//! Event kinds and their prefix codes.
//!
//! Each code is `group` set bits, one clear bit, then a 2-bit subcode; the
//! pair selects row `group * 4 + subcode` of the event table. Frequent events
//! (3-component vertices and normals, plain faces) sit in the shortest group.
//! Every event is preceded by a repeat bit: a set bit means "same kind as the
//! previous event" and no code follows.

use bitstream::{BitReader, BitWriter};

use crate::error::{DecodeError, EncodeError, WireResult};

/// Largest group prefix in the table.
pub const MAX_GROUP: u8 = 5;

/// Number of distinct event kinds.
pub const EVENT_KIND_COUNT: usize = 23;

/// A geometry event kind.
///
/// The discriminant is a dense index used for statistics tables, not the
/// wire code; see [`EventKind::code`].
#[derive(Debug, Clone, Copy, PartialEq, Eq, Hash, PartialOrd, Ord)]
#[repr(u8)]
pub enum EventKind {
    Object = 0,
    Vertex2 = 1,
    Vertex3 = 2,
    Vertex4 = 3,
    ParamVertex2 = 4,
    ParamVertex3 = 5,
    ParamVertex4 = 6,
    Normal2 = 7,
    Normal3 = 8,
    Normal4 = 9,
    TexCoord1 = 10,
    TexCoord2 = 11,
    TexCoord3 = 12,
    /// Face with vertex indices only.
    FaceV = 13,
    /// Face with vertex and texture coordinate indices.
    FaceVt = 14,
    /// Face with vertex and per-vertex normal indices.
    FaceVn = 15,
    /// Face with vertex, texture coordinate and per-vertex normal indices.
    FaceVtn = 16,
    /// Face with vertex indices and one normal index shared by every vertex.
    FaceVnFill = 17,
    /// Face with vertex and texture coordinate indices and one shared normal index.
    FaceVtnFill = 18,
    Line = 19,
    LineVt = 20,
    Points = 21,
    End = 22,
}

/// A prefix code: `group` set bits, a clear bit, then a 2-bit subcode.
#[derive(Debug, Clone, Copy, PartialEq, Eq)]
pub struct EventCode {
    pub group: u8,
    pub subcode: u8,
}

impl EventCode {
    const fn new(group: u8, subcode: u8) -> Self {
        Self { group, subcode }
    }

    /// Table row selected by this code.
    #[must_use]
    pub const fn row(self) -> usize {
        self.group as usize * 4 + self.subcode as usize
    }

    /// Width of the code on the wire, excluding the repeat bit.
    #[must_use]
    pub const fn bit_len(self) -> u8 {
        self.group + 1 + 2
    }

    /// The code bits, right-aligned.
    #[must_use]
    pub const fn bits(self) -> u64 {
        let prefix = ((1u64 << self.group) - 1) << 1;
        (prefix << 2) | self.subcode as u64
    }
}

/// Row → kind. Row 23 aliases `End` so every 2-bit subcode of the last group decodes.
const DECODE_TABLE: [EventKind; (MAX_GROUP as usize + 1) * 4] = [
    EventKind::Vertex3,
    EventKind::Normal3,
    EventKind::FaceVtn,
    EventKind::FaceV,
    EventKind::TexCoord2,
    EventKind::FaceVn,
    EventKind::FaceVt,
    EventKind::FaceVnFill,
    EventKind::Vertex2,
    EventKind::Vertex4,
    EventKind::TexCoord1,
    EventKind::TexCoord3,
    EventKind::Normal2,
    EventKind::Normal4,
    EventKind::FaceVtnFill,
    EventKind::Object,
    EventKind::Line,
    EventKind::LineVt,
    EventKind::Points,
    EventKind::ParamVertex2,
    EventKind::ParamVertex3,
    EventKind::ParamVertex4,
    EventKind::End,
    EventKind::End,
];

impl EventKind {
    /// All kinds in index order.
    pub const ALL: [Self; EVENT_KIND_COUNT] = [
        Self::Object,
        Self::Vertex2,
        Self::Vertex3,
        Self::Vertex4,
        Self::ParamVertex2,
        Self::ParamVertex3,
        Self::ParamVertex4,
        Self::Normal2,
        Self::Normal3,
        Self::Normal4,
        Self::TexCoord1,
        Self::TexCoord2,
        Self::TexCoord3,
        Self::FaceV,
        Self::FaceVt,
        Self::FaceVn,
        Self::FaceVtn,
        Self::FaceVnFill,
        Self::FaceVtnFill,
        Self::Line,
        Self::LineVt,
        Self::Points,
        Self::End,
    ];

    /// Dense index in `0..EVENT_KIND_COUNT`.
    #[must_use]
    pub const fn index(self) -> usize {
        self as usize
    }

    /// The canonical wire code for this kind.
    #[must_use]
    pub const fn code(self) -> EventCode {
        match self {
            Self::Vertex3 => EventCode::new(0, 0),
            Self::Normal3 => EventCode::new(0, 1),
            Self::FaceVtn => EventCode::new(0, 2),
            Self::FaceV => EventCode::new(0, 3),
            Self::TexCoord2 => EventCode::new(1, 0),
            Self::FaceVn => EventCode::new(1, 1),
            Self::FaceVt => EventCode::new(1, 2),
            Self::FaceVnFill => EventCode::new(1, 3),
            Self::Vertex2 => EventCode::new(2, 0),
            Self::Vertex4 => EventCode::new(2, 1),
            Self::TexCoord1 => EventCode::new(2, 2),
            Self::TexCoord3 => EventCode::new(2, 3),
            Self::Normal2 => EventCode::new(3, 0),
            Self::Normal4 => EventCode::new(3, 1),
            Self::FaceVtnFill => EventCode::new(3, 2),
            Self::Object => EventCode::new(3, 3),
            Self::Line => EventCode::new(4, 0),
            Self::LineVt => EventCode::new(4, 1),
            Self::Points => EventCode::new(4, 2),
            Self::ParamVertex2 => EventCode::new(4, 3),
            Self::ParamVertex3 => EventCode::new(5, 0),
            Self::ParamVertex4 => EventCode::new(5, 1),
            Self::End => EventCode::new(5, 2),
        }
    }

    /// Looks up the kind stored at a table row.
    #[must_use]
    pub fn from_row(row: usize) -> Option<Self> {
        DECODE_TABLE.get(row).copied()
    }

    /// Short human-readable name, as used by tooling output.
    #[must_use]
    pub const fn name(self) -> &'static str {
        match self {
            Self::Object => "object",
            Self::Vertex2 => "vertex2",
            Self::Vertex3 => "vertex3",
            Self::Vertex4 => "vertex4",
            Self::ParamVertex2 => "param_vertex2",
            Self::ParamVertex3 => "param_vertex3",
            Self::ParamVertex4 => "param_vertex4",
            Self::Normal2 => "normal2",
            Self::Normal3 => "normal3",
            Self::Normal4 => "normal4",
            Self::TexCoord1 => "texcoord1",
            Self::TexCoord2 => "texcoord2",
            Self::TexCoord3 => "texcoord3",
            Self::FaceV => "face_v",
            Self::FaceVt => "face_vt",
            Self::FaceVn => "face_vn",
            Self::FaceVtn => "face_vtn",
            Self::FaceVnFill => "face_vn_fill",
            Self::FaceVtnFill => "face_vtn_fill",
            Self::Line => "line",
            Self::LineVt => "line_vt",
            Self::Points => "points",
            Self::End => "end",
        }
    }
}

/// Per-stream event code state: remembers the previous kind for the repeat bit.
///
/// Encoder and decoder each own one; it must be reset whenever a stream
/// closes so the next stream starts without a previous kind.
#[derive(Debug, Clone, Default)]
pub struct EventCoder {
    last: Option<EventKind>,
}

impl EventCoder {
    #[must_use]
    pub const fn new() -> Self {
        Self { last: None }
    }

    /// The most recently written or read kind.
    #[must_use]
    pub const fn last(&self) -> Option<EventKind> {
        self.last
    }

    pub fn reset(&mut self) {
        self.last = None;
    }

    /// Writes the repeat bit and, when the kind changes, its full code.
    pub fn write(&mut self, writer: &mut BitWriter, kind: EventKind) -> Result<(), EncodeError> {
        if self.last == Some(kind) {
            writer.write_bit(true);
            return Ok(());
        }
        writer.write_bit(false);
        let code = kind.code();
        writer.write_bits(code.bits(), code.bit_len())?;
        self.last = Some(kind);
        Ok(())
    }

    /// Reads the repeat bit and, when clear, a full code.
    pub fn read(&mut self, reader: &mut BitReader<'_>) -> WireResult<EventKind> {
        if reader.read_bit()? {
            // A repeat bit before any event has nothing to repeat.
            return self.last.ok_or(DecodeError::UnknownEventCode { group: 0 });
        }
        let mut group = 0u8;
        while reader.read_bit()? {
            group += 1;
            if group > MAX_GROUP {
                return Err(DecodeError::UnknownEventCode { group });
            }
        }
        // Two bits always fit in a usize row offset.
        let subcode = reader.read_bits(2)? as usize;
        let kind = EventKind::from_row(group as usize * 4 + subcode)
            .ok_or(DecodeError::UnknownEventCode { group })?;
        self.last = Some(kind);
        Ok(kind)
    }
}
----------
• Task directions
From the line containing "self.last = None;" down to the final line of the records above, copy everything exactly and include nothing else.

• Written response
        self.last = None;
    }

    /// Writes the repeat bit and, when the kind changes, its full code.
    pub fn write(&mut self, writer: &mut BitWriter, kind: EventKind) -> Result<(), EncodeError> {
        if self.last == Some(kind) {
            writer.write_bit(true);
            return Ok(());
        }
        writer.write_bit(false);
        let code = kind.code();
        writer.write_bits(code.bits(), code.bit_len())?;
        self.last = Some(kind);
        Ok(())
    }

    /// Reads the repeat bit and, when clear, a full code.
    pub fn read(&mut self, reader: &mut BitReader<'_>) -> WireResult<EventKind> {
        if reader.read_bit()? {
            // A repeat bit before any event has nothing to repeat.
            return self.last.ok_or(DecodeError::UnknownEventCode { group: 0 });
        }
        let mut group = 0u8;
        while reader.read_bit()? {
            group += 1;
            if group > MAX_GROUP {
                return Err(DecodeError::UnknownEventCode { group });
            }
        }
        // Two bits always fit in a usize row offset.
        let subcode = reader.read_bits(2)? as usize;
        let kind = EventKind::from_row(group as usize * 4 + subcode)
            .ok_or(DecodeError::UnknownEventCode { group })?;
        self.last = Some(kind);
        Ok(kind)
    }
}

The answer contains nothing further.